TASK REQUIREMENTS
Starting at the first line of the data below, write out each line exactly until you reach the line containing "for value in", and include that line too.

++++ SOURCE MATERIAL

use super::{read_prefix, BlockCodec, CodecError, MetaCodec, COUNT_LEN};
use bytes::{Buf, BufMut, Bytes, BytesMut};
use shared::{AxisKind, Indicator, IndicatorMeta, IndicatorSeries, IndicatorValue, SeriesKind, Slots, BLOCK_SIZE};
use std::collections::HashMap;

/// Reserved bytes for each of the name, kind and axis fields, terminator
/// included.
pub const TEXT_FIELD_LEN: usize = 20;
const TEXT_FIELDS: [&str; 3] = ["name", "kind", "axis"];
const VALUE_STRIDE: usize = 8 + 1;
/// Bytes per series record; independent of how many values a series holds.
pub const SERIES_STRIDE: usize = TEXT_FIELDS.len() * TEXT_FIELD_LEN + BLOCK_SIZE as usize * VALUE_STRIDE;

impl<C: MetaCodec> BlockCodec<C> {
    pub fn encode_indicator(&self, indicator: &Indicator) -> Result<Bytes, CodecError> {
        let meta = self.meta.encode_meta(&indicator.meta)?;

        let mut buf = BytesMut::with_capacity(COUNT_LEN + SERIES_STRIDE * indicator.series.len() + meta.len());
        buf.put_u64(indicator.series.len() as u64);
        for (name, series) in &indicator.series {
            put_text_field(&mut buf, TEXT_FIELDS[0], name)?;
            put_text_field(&mut buf, TEXT_FIELDS[1], series.kind.as_str())?;
            put_text_field(&mut buf, TEXT_FIELDS[2], series.axis.as_str())?;
            for value in &series.values {
                buf.put_f64(value.value);
                buf.put_u8(value.missing as u8);
            }
        }
        buf.put_slice(&meta);

        tracing::debug!(
            uid = %indicator.meta.uid,
            block = indicator.meta.block,
            series = indicator.series.len(),
            bytes = buf.len(),
            "Encoded indicator set"
        );
        Ok(buf.freeze())
    }

    pub fn decode_indicator(&self, data: &[u8]) -> Result<Indicator, CodecError> {
        let (count, prefix) = read_prefix(data, SERIES_STRIDE)?;

        let mut records = &data[COUNT_LEN..prefix];
        let mut series = HashMap::with_capacity(count);
        for record in 0..count {
            let name = take_text_field(&mut records, record, TEXT_FIELDS[0])?;
            let kind = SeriesKind::from(take_text_field(&mut records, record, TEXT_FIELDS[1])?);
            let axis = AxisKind::from(take_text_field(&mut records, record, TEXT_FIELDS[2])?);
            let values = Slots::from_fn(|_| IndicatorValue {
                value: records.get_f64(),
                missing: records.get_u8() == 1,
            });
            // A repeated name replaces the earlier record.
            series.insert(name, IndicatorSeries::new(values, kind, axis));
        }
        let meta: IndicatorMeta = self.meta.decode_meta(&data[prefix..])?;

        tracing::debug!(
            uid = %meta.uid,
            block = meta.block,
            series = series.len(),
            bytes = data.len(),
            "Decoded indicator set"
        );
        Ok(Indicator { series, meta })
    }
}

/// Writes `text` left-justified into a zero-padded field. At least one
/// padding byte must remain to act as the terminator.
fn put_text_field(buf: &mut BytesMut, field: &'static str, text: &str) -> Result<(), CodecError> {
    let bytes = text.as_bytes();
    if bytes.len() >= TEXT_FIELD_LEN {
        return Err(CodecError::FieldTooLong {
            field,
            value: text.to_string(),
            len: bytes.len(),
            max: TEXT_FIELD_LEN - 1,
        });
    }
    if bytes.contains(&0) {
        return Err(CodecError::FieldContainsNul { field, value: text.to_string() });
    }
    buf.put_slice(bytes);
    buf.put_bytes(0, TEXT_FIELD_LEN - bytes.len());
    Ok(())
}

fn take_text_field(records: &mut &[u8], record: usize, field: &'static str) -> Result<String, CodecError> {
    let span = &records[..TEXT_FIELD_LEN];
    let end = span
        .iter()
        .position(|&b| b == 0)
        .ok_or(CodecError::MissingTerminator { record, field })?;
    let text = String::from_utf8_lossy(&span[..end]).into_owned();
    records.advance(TEXT_FIELD_LEN);
    Ok(text)
}

#[cfg(test)]
mod tests {
    use super::*;
    use crate::codec::{decode_indicator_set, encode_indicator_set, JsonMetaCodec};

    fn test_meta() -> IndicatorMeta {
        IndicatorMeta {
            uid: "test_indicat_uid_name".to_string(),
            block: 534_859,
            complete: true,
            last_update: 1_685_903_959,
            symbol: "AAPLUSD".to_string(),
            interval: 3600,
            base_interval: 60,
            name: "nice".to_string(),
            parameters: vec![200, 103],
        }
    }

    fn sample_indicator(series_count: usize) -> Indicator {
        let mut indicator = Indicator::new(test_meta());
        for s in 0..series_count {
            let values = Slots::from_fn(|i| IndicatorValue {
                value: (i * (s + 1)) as f64 / 3.0,
                missing: (i + s) % 5 == 0,
            });
            indicator
                .series
                .insert(format!("series{s}"), IndicatorSeries::new(values, SeriesKind::LINE_CHART, AxisKind::CUSTOM_AXIS));
        }
        indicator
    }

    fn assert_same_series(a: &Indicator, b: &Indicator) {
        assert_eq!(a.series.len(), b.series.len());
        for (name, series) in &a.series {
            let other = b.series.get(name).unwrap_or_else(|| panic!("series {name} missing after decode"));
            assert_eq!(series.kind, other.kind);
            assert_eq!(series.axis, other.axis);
            assert_eq!(other.values.len(), BLOCK_SIZE as usize);
            for (x, y) in series.values.iter().zip(other.values.iter()) {
                assert_eq!(x.value.to_bits(), y.value.to_bits());
                assert_eq!(x.missing, y.missing);
            }
        }
    }

    #[test]
    fn test_indicator_binary_round_trip() {
        for series_count in [1, 2, 4] {
            let indicator = sample_indicator(series_count);
            let bytes = encode_indicator_set(&indicator).unwrap();
            let decoded = decode_indicator_set(&bytes).unwrap();
            assert_same_series(&indicator, &decoded);
            assert_eq!(decoded.meta, indicator.meta);
        }
    }

    #[test]
    fn test_round_trip_without_series() {
        let indicator = Indicator::new(test_meta());
        let bytes = encode_indicator_set(&indicator).unwrap();
        assert_eq!(&bytes[..8], &[0; 8]);
        let decoded = decode_indicator_set(&bytes).unwrap();
        assert!(decoded.series.is_empty());
        assert_eq!(decoded.meta, indicator.meta);
    }

    #[test]
    fn test_round_trip_mixed_tags() {
        let mut indicator = sample_indicator(1);
        let values = Slots::filled(IndicatorValue::new(f64::NEG_INFINITY));
        indicator.series.insert("histogram".to_string(), IndicatorSeries::new(values, SeriesKind::BAR_CHART, AxisKind::PRICE_AXIS));
        let values = Slots::filled(IndicatorValue::MISSING);
        indicator.series.insert(
            "nineteen_bytes_name".to_string(),
            IndicatorSeries::new(values, SeriesKind::from("SCATTER".to_string()), AxisKind::from(String::new())),
        );

        let decoded = decode_indicator_set(&encode_indicator_set(&indicator).unwrap()).unwrap();
        assert_same_series(&indicator, &decoded);
        assert_eq!(decoded.series["nineteen_bytes_name"].kind.as_str(), "SCATTER");
        assert_eq!(decoded.series["nineteen_bytes_name"].axis.as_str(), "");
    }

    #[test]
    fn test_encoded_layout() {
        let indicator = sample_indicator(1);
        let bytes = encode_indicator_set(&indicator).unwrap();
        let meta = JsonMetaCodec.encode_meta(&indicator.meta).unwrap();

        assert_eq!(SERIES_STRIDE, 5000 * 9 + 60);
        assert_eq!(bytes.len(), 8 + SERIES_STRIDE + meta.len());
        assert_eq!(&bytes[..8], &1u64.to_be_bytes());
        assert_eq!(&bytes[8..15], b"series0");
        assert!(bytes[15..28].iter().all(|&b| b == 0));
        assert_eq!(&bytes[28..38], b"LINE_CHART");
        assert_eq!(&bytes[48..59], b"CUSTOM_AXIS");
        // First value: 0.0, missing.
        assert_eq!(&bytes[68..76], &0f64.to_be_bytes());
        assert_eq!(bytes[76], 1);
        assert_eq!(&bytes[77..85], &(1.0f64 / 3.0).to_be_bytes());
        assert_eq!(bytes[85], 0);
    }

    #[test]
    fn test_encode_rejects_oversized_text() {
        let mut indicator = Indicator::new(test_meta());
        let values = Slots::filled(IndicatorValue::MISSING);
        indicator.series.insert(
            "twenty_bytes_name_xx".to_string(),
            IndicatorSeries::new(values.clone(), SeriesKind::LINE_CHART, AxisKind::PRICE_AXIS),
        );
        let err = encode_indicator_set(&indicator).unwrap_err();
        assert!(matches!(err, CodecError::FieldTooLong { field: "name", len: 20, max: 19, .. }));

        indicator.series.clear();
        indicator.series.insert("nul".to_string(), IndicatorSeries::new(values, SeriesKind::from("A\0B".to_string()), AxisKind::PRICE_AXIS));
        let err = encode_indicator_set(&indicator).unwrap_err();
        assert!(matches!(err, CodecError::FieldContainsNul { field: "kind", .. }));
    }

    #[test]
    fn test_decode_missing_terminator() {
        let mut bytes = encode_indicator_set(&sample_indicator(2)).unwrap().to_vec();
        // Fill the axis field of the second record without a terminator.
        let axis = 8 + SERIES_STRIDE + 2 * TEXT_FIELD_LEN;
        bytes[axis..axis + TEXT_FIELD_LEN].fill(b'x');
        let err = decode_indicator_set(&bytes).unwrap_err();
        assert!(matches!(err, CodecError::MissingTerminator { record: 1, field: "axis" }));
    }

    #[test]
    fn test_decode_truncated() {
        let bytes = encode_indicator_set(&sample_indicator(2)).unwrap();
        let err = decode_indicator_set(&bytes[..8 + SERIES_STRIDE]).unwrap_err();
        assert!(matches!(err, CodecError::BufferTooShort { needed, .. } if needed == 8 + 2 * SERIES_STRIDE));

        let err = decode_indicator_set(&bytes[..8 + 2 * SERIES_STRIDE]).unwrap_err();
        assert!(matches!(err, CodecError::MetadataDecode(_)));
    }

    #[test]
    fn test_duplicate_names_keep_last_record() {
        let indicator = sample_indicator(2);
        let mut bytes = encode_indicator_set(&indicator).unwrap().to_vec();
        // Rename the second record to match the first.
        let first_name = bytes[8..8 + TEXT_FIELD_LEN].to_vec();
        let second = 8 + SERIES_STRIDE;
        bytes[second..second + TEXT_FIELD_LEN].copy_from_slice(&first_name);

        let decoded = decode_indicator_set(&bytes).unwrap();
        assert_eq!(decoded.series.len(), 1);
        let name = String::from_utf8(first_name.into_iter().take_while(|&b| b != 0).collect()).unwrap();
        let first_value = f64::from_be_bytes(bytes[second + 60 + 9..second + 60 + 17].try_into().unwrap());
        assert_eq!(decoded.series[&name].values[1].value, first_value);
    }
}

++++++++

SOLUTION TO THIS PROBLEM
use super::{read_prefix, BlockCodec, CodecError, MetaCodec, COUNT_LEN};
use bytes::{Buf, BufMut, Bytes, BytesMut};
use shared::{AxisKind, Indicator, IndicatorMeta, IndicatorSeries, IndicatorValue, SeriesKind, Slots, BLOCK_SIZE};
use std::collections::HashMap;

/// Reserved bytes for each of the name, kind and axis fields, terminator
/// included.
pub const TEXT_FIELD_LEN: usize = 20;
const TEXT_FIELDS: [&str; 3] = ["name", "kind", "axis"];
const VALUE_STRIDE: usize = 8 + 1;
/// Bytes per series record; independent of how many values a series holds.
pub const SERIES_STRIDE: usize = TEXT_FIELDS.len() * TEXT_FIELD_LEN + BLOCK_SIZE as usize * VALUE_STRIDE;

impl<C: MetaCodec> BlockCodec<C> {
    pub fn encode_indicator(&self, indicator: &Indicator) -> Result<Bytes, CodecError> {
        let meta = self.meta.encode_meta(&indicator.meta)?;

        let mut buf = BytesMut::with_capacity(COUNT_LEN + SERIES_STRIDE * indicator.series.len() + meta.len());
        buf.put_u64(indicator.series.len() as u64);
        for (name, series) in &indicator.series {
            put_text_field(&mut buf, TEXT_FIELDS[0], name)?;
            put_text_field(&mut buf, TEXT_FIELDS[1], series.kind.as_str())?;
            put_text_field(&mut buf, TEXT_FIELDS[2], series.axis.as_str())?;
            for value in &series.values {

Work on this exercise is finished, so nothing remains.